Input records:

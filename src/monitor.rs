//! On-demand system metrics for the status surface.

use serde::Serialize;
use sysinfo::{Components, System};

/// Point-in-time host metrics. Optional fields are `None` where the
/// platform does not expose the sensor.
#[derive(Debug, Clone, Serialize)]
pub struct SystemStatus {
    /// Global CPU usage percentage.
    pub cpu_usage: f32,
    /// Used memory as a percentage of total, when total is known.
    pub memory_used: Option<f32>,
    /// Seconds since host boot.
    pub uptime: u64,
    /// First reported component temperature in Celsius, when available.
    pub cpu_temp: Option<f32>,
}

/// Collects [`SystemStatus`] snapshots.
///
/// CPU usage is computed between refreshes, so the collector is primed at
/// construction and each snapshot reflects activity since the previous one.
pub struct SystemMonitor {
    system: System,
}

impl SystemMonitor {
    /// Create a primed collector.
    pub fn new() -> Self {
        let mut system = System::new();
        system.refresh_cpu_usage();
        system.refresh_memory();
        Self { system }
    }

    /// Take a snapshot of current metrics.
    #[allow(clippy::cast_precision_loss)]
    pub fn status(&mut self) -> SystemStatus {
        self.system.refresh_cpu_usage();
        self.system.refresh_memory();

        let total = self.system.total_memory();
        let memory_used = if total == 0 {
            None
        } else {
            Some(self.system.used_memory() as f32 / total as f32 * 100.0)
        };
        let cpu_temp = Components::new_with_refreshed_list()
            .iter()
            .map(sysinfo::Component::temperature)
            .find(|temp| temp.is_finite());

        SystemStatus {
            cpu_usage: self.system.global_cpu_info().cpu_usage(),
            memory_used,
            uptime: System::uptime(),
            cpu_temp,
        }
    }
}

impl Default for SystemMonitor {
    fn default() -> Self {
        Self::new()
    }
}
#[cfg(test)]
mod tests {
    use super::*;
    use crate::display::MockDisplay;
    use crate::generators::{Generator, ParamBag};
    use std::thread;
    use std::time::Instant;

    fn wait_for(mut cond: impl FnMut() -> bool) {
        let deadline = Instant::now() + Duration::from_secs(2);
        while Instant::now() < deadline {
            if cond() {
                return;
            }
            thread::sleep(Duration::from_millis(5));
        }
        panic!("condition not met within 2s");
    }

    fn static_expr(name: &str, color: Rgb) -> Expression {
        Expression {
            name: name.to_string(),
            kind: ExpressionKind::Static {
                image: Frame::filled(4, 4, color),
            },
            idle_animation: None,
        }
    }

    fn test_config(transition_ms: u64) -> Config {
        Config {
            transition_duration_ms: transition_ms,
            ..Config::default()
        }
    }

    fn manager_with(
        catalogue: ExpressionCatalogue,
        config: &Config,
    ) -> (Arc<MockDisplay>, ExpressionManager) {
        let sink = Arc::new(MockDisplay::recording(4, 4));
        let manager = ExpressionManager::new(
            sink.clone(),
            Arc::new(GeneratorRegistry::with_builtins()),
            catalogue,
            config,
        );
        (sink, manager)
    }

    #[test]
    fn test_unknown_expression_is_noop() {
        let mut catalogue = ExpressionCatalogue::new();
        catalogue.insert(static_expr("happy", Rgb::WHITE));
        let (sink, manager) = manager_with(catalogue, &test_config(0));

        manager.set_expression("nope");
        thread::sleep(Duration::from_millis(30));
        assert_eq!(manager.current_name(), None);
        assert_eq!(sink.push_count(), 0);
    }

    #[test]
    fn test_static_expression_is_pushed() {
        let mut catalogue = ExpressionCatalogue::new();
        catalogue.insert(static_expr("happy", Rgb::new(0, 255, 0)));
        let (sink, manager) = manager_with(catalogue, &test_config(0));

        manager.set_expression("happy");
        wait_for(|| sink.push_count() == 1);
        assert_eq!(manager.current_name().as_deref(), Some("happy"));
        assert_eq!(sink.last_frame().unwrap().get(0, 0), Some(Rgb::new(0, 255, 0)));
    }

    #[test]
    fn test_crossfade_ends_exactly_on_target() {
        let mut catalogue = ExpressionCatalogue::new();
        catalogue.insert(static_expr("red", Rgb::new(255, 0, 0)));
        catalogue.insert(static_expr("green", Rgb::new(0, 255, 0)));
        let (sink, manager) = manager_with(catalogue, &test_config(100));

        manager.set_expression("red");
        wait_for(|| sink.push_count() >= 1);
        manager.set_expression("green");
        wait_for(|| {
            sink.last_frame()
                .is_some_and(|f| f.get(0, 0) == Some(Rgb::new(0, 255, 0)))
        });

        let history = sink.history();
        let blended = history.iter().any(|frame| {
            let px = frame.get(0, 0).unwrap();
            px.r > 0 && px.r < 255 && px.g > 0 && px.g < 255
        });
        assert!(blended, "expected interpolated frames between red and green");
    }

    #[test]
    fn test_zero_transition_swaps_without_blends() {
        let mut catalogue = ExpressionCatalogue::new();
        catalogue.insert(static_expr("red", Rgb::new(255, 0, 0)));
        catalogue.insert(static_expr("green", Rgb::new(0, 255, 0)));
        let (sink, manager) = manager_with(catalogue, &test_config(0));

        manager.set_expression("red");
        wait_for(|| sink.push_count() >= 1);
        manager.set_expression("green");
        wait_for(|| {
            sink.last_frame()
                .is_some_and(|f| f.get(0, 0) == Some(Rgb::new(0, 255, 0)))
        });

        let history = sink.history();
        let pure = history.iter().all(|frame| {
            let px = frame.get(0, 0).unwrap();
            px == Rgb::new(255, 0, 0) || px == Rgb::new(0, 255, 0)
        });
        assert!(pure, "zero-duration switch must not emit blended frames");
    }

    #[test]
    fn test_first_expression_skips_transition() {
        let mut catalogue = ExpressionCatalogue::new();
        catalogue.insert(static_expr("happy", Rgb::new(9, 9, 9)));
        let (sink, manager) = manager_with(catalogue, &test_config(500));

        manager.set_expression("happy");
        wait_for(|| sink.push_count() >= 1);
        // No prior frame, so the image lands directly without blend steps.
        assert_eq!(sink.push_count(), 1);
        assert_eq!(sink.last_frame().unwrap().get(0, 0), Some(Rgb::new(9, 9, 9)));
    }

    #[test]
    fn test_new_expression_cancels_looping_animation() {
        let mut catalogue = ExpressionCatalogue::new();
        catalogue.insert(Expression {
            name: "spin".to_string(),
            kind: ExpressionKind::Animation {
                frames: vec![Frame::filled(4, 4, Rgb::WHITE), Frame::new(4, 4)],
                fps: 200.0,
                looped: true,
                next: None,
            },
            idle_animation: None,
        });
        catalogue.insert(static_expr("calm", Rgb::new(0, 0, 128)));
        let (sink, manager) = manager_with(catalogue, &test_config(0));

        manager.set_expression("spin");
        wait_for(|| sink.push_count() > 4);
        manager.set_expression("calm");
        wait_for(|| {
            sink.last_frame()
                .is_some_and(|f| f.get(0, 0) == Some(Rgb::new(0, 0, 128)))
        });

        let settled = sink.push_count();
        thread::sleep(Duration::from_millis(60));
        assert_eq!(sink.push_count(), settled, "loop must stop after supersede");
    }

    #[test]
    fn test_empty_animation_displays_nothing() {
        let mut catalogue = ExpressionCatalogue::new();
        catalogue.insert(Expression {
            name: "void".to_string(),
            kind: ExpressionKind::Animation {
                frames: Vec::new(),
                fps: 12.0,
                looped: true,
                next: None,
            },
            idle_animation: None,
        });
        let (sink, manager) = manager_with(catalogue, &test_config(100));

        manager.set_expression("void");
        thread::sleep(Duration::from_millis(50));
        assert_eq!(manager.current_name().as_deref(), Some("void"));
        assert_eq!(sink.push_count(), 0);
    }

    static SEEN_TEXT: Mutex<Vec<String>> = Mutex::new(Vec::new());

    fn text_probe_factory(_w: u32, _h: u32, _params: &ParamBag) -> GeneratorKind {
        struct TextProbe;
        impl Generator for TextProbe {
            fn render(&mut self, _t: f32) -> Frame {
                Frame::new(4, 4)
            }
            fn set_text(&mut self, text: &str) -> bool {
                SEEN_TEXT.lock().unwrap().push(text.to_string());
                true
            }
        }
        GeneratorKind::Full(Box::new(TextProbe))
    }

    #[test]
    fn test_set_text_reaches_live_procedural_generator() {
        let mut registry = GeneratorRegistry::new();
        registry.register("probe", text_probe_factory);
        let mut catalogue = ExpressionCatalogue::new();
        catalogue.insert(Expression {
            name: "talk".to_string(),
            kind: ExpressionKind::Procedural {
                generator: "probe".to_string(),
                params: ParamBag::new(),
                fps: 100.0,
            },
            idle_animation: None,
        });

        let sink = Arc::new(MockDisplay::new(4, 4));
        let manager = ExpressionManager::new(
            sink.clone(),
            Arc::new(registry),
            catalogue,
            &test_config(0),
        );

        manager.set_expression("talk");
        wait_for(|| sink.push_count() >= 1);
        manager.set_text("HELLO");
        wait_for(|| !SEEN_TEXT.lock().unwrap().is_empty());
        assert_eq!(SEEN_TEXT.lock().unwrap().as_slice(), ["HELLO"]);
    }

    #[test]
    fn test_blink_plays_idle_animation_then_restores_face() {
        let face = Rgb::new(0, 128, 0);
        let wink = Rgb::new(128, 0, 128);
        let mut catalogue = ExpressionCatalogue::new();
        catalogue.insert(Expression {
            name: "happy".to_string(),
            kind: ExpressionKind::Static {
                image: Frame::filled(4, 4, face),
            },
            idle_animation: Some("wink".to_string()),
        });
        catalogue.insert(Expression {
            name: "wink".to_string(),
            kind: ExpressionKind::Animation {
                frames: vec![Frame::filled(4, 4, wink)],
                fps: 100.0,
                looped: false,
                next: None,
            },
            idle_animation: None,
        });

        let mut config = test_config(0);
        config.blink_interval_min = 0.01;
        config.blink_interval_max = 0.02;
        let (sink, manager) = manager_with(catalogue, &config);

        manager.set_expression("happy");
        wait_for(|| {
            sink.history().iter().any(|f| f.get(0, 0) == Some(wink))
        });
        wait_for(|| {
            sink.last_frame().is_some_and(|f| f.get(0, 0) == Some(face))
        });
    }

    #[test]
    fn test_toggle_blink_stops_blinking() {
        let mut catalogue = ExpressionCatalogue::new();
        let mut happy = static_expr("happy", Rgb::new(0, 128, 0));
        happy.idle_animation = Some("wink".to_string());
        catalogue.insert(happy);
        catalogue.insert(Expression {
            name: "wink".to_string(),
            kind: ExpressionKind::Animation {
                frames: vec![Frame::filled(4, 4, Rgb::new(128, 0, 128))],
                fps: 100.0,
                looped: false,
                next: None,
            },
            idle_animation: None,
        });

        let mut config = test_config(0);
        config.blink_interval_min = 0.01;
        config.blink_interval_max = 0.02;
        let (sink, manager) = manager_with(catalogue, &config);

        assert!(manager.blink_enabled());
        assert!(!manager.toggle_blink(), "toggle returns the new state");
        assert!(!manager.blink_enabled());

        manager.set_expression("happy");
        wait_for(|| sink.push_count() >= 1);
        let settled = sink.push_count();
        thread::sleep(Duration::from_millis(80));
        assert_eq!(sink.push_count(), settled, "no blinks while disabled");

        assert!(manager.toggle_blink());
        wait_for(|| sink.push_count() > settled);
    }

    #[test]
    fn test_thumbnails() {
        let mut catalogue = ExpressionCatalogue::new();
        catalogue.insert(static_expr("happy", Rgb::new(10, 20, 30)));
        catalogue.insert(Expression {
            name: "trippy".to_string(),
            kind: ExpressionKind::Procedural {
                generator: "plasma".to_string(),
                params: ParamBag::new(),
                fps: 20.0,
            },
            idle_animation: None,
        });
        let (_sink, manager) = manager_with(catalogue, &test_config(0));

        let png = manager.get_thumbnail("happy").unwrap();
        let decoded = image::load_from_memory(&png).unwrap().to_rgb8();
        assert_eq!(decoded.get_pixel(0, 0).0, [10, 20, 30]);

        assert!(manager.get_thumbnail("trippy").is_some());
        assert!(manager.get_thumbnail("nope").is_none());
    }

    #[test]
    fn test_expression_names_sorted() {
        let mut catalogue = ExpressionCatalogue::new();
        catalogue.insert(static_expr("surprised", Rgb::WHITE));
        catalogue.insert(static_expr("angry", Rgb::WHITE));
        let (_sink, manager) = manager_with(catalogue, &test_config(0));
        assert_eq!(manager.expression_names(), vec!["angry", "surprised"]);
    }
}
* * *
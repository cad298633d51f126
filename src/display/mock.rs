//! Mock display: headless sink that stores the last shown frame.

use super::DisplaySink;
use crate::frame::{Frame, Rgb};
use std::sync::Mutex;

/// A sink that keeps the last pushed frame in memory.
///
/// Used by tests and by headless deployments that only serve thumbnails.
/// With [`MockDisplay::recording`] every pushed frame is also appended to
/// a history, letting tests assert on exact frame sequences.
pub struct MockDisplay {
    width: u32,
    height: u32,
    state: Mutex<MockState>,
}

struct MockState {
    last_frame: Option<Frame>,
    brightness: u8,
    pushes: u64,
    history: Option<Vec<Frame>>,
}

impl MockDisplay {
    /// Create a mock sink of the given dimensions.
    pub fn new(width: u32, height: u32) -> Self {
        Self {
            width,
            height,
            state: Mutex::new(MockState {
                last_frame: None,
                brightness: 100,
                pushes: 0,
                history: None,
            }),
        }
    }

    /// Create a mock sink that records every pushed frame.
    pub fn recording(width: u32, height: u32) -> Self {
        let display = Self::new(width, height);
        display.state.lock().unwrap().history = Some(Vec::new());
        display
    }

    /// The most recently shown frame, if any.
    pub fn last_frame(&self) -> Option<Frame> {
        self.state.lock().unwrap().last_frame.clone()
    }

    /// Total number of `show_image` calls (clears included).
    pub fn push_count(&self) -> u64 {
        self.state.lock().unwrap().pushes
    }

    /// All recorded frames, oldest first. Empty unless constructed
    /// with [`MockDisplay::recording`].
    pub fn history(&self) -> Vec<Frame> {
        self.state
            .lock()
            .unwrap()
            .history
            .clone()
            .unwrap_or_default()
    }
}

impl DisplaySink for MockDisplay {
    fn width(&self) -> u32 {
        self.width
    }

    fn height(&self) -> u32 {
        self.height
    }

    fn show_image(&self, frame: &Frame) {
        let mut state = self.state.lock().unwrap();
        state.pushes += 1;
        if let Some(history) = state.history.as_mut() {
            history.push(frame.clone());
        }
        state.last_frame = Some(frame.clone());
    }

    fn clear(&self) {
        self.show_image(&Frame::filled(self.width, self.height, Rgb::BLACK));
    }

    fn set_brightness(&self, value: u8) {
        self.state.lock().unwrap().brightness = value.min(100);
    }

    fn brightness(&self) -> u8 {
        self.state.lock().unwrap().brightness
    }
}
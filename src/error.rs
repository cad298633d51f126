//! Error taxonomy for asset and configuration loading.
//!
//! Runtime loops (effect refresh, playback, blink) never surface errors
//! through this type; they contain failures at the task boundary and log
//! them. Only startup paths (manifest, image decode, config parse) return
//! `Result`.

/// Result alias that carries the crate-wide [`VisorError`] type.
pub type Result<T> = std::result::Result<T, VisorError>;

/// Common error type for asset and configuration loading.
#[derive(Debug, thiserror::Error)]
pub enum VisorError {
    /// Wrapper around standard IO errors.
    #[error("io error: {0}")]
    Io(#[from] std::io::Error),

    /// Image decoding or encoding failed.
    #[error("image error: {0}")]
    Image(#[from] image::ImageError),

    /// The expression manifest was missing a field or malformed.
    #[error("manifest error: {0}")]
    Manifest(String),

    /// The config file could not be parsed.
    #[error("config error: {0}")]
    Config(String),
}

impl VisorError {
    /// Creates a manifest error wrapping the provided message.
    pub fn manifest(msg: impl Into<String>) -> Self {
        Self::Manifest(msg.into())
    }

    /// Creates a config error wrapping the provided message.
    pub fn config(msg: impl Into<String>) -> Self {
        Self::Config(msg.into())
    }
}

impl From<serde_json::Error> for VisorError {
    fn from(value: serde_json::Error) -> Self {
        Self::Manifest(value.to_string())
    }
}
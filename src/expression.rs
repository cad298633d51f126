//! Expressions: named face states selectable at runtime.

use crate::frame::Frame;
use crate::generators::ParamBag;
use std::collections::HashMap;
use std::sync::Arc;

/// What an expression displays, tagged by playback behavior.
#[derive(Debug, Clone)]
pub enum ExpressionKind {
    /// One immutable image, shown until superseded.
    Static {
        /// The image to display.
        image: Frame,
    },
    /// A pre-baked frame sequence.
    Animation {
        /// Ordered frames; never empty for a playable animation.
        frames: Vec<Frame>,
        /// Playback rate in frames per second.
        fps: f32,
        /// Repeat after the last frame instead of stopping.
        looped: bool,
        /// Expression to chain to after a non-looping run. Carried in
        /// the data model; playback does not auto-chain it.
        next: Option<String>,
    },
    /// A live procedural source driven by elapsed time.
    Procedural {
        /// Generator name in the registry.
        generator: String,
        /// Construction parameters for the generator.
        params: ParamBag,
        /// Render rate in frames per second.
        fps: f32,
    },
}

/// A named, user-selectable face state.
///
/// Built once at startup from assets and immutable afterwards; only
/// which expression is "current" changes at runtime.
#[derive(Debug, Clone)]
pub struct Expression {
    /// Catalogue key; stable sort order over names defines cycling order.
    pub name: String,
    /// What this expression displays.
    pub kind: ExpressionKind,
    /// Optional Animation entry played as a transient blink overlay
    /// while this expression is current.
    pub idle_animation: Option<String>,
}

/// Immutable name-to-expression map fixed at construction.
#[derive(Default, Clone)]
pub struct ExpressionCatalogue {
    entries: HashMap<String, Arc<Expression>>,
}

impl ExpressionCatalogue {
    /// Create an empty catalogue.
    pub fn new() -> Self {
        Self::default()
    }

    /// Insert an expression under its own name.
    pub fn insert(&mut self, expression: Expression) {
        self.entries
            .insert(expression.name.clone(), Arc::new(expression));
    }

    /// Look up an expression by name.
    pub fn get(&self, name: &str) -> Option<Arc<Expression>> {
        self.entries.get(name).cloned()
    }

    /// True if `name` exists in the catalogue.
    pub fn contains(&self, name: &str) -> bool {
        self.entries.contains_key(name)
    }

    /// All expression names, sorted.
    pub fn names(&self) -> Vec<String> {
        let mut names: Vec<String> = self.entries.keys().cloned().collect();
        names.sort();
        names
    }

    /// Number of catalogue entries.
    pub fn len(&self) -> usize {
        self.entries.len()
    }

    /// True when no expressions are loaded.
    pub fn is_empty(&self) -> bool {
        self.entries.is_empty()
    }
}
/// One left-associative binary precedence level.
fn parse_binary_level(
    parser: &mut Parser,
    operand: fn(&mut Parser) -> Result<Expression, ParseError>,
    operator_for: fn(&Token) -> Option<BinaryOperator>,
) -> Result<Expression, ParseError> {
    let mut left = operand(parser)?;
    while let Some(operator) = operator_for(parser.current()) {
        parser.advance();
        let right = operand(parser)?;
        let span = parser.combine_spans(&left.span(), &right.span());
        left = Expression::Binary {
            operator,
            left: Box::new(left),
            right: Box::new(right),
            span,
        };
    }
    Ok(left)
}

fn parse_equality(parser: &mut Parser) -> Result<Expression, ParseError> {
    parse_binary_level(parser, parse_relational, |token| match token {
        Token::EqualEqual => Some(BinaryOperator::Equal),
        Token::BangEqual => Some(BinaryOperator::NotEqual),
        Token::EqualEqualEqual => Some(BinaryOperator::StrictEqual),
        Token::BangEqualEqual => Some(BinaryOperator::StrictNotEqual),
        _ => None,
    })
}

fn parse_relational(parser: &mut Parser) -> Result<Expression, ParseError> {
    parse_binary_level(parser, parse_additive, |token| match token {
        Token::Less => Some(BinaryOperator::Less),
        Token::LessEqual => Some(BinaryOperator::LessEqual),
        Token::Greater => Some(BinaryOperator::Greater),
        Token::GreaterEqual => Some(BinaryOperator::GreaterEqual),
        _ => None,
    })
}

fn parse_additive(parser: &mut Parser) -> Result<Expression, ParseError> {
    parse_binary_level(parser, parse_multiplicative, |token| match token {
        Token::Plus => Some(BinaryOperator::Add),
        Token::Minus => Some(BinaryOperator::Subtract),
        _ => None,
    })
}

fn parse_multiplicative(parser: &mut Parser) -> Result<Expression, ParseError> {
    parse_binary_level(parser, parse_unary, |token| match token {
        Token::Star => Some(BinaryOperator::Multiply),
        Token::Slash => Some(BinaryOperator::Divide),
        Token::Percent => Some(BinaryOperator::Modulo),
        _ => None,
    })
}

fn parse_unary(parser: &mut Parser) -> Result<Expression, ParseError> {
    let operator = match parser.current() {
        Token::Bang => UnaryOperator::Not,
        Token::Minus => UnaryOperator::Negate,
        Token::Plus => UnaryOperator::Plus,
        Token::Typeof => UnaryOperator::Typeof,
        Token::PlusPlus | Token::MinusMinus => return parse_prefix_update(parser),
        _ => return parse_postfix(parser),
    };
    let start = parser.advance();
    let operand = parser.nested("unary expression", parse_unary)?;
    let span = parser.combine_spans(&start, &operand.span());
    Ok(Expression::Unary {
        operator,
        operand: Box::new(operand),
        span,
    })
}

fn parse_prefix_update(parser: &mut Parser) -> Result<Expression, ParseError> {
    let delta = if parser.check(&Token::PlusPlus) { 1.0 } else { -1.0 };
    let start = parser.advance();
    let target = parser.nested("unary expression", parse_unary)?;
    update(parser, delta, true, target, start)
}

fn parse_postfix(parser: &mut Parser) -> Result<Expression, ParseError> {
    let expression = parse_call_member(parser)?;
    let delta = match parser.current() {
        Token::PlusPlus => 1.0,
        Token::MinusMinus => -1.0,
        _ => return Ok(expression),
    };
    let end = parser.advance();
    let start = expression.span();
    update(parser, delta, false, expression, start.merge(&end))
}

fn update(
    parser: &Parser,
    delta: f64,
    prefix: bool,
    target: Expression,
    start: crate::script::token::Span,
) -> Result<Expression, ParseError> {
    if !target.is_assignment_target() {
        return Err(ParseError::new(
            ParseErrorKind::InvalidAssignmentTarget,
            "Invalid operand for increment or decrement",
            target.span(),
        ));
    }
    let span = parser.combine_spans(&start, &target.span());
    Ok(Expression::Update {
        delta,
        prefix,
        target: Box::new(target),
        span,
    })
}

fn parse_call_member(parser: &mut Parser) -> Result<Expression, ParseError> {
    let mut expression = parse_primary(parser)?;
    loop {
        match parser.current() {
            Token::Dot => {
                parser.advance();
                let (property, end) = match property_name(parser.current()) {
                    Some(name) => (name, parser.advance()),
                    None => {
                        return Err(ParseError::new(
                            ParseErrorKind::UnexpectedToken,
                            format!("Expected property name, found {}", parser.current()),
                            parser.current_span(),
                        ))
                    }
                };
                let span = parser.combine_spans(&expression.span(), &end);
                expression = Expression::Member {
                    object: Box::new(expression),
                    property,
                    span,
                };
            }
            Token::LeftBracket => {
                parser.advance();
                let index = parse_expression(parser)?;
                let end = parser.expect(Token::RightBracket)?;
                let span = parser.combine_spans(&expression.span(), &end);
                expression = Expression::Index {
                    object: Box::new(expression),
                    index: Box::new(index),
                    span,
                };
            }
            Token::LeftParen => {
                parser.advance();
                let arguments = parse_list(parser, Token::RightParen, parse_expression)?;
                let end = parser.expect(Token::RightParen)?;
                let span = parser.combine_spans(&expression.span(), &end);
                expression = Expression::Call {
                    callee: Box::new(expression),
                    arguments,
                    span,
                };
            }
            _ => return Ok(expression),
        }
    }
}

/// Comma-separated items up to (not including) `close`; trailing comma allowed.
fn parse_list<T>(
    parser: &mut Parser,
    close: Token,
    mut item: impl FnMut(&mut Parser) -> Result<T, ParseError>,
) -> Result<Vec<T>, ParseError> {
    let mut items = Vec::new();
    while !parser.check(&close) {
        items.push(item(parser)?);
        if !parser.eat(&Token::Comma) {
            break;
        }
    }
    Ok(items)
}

What you should do:
Copy every line from the records that holds the string "Mutex".

Reply:
    static SEEN_TEXT: Mutex<Vec<String>> = Mutex::new(Vec::new());
use std::sync::Mutex;
    state: Mutex<MockState>,
            state: Mutex::new(MockState {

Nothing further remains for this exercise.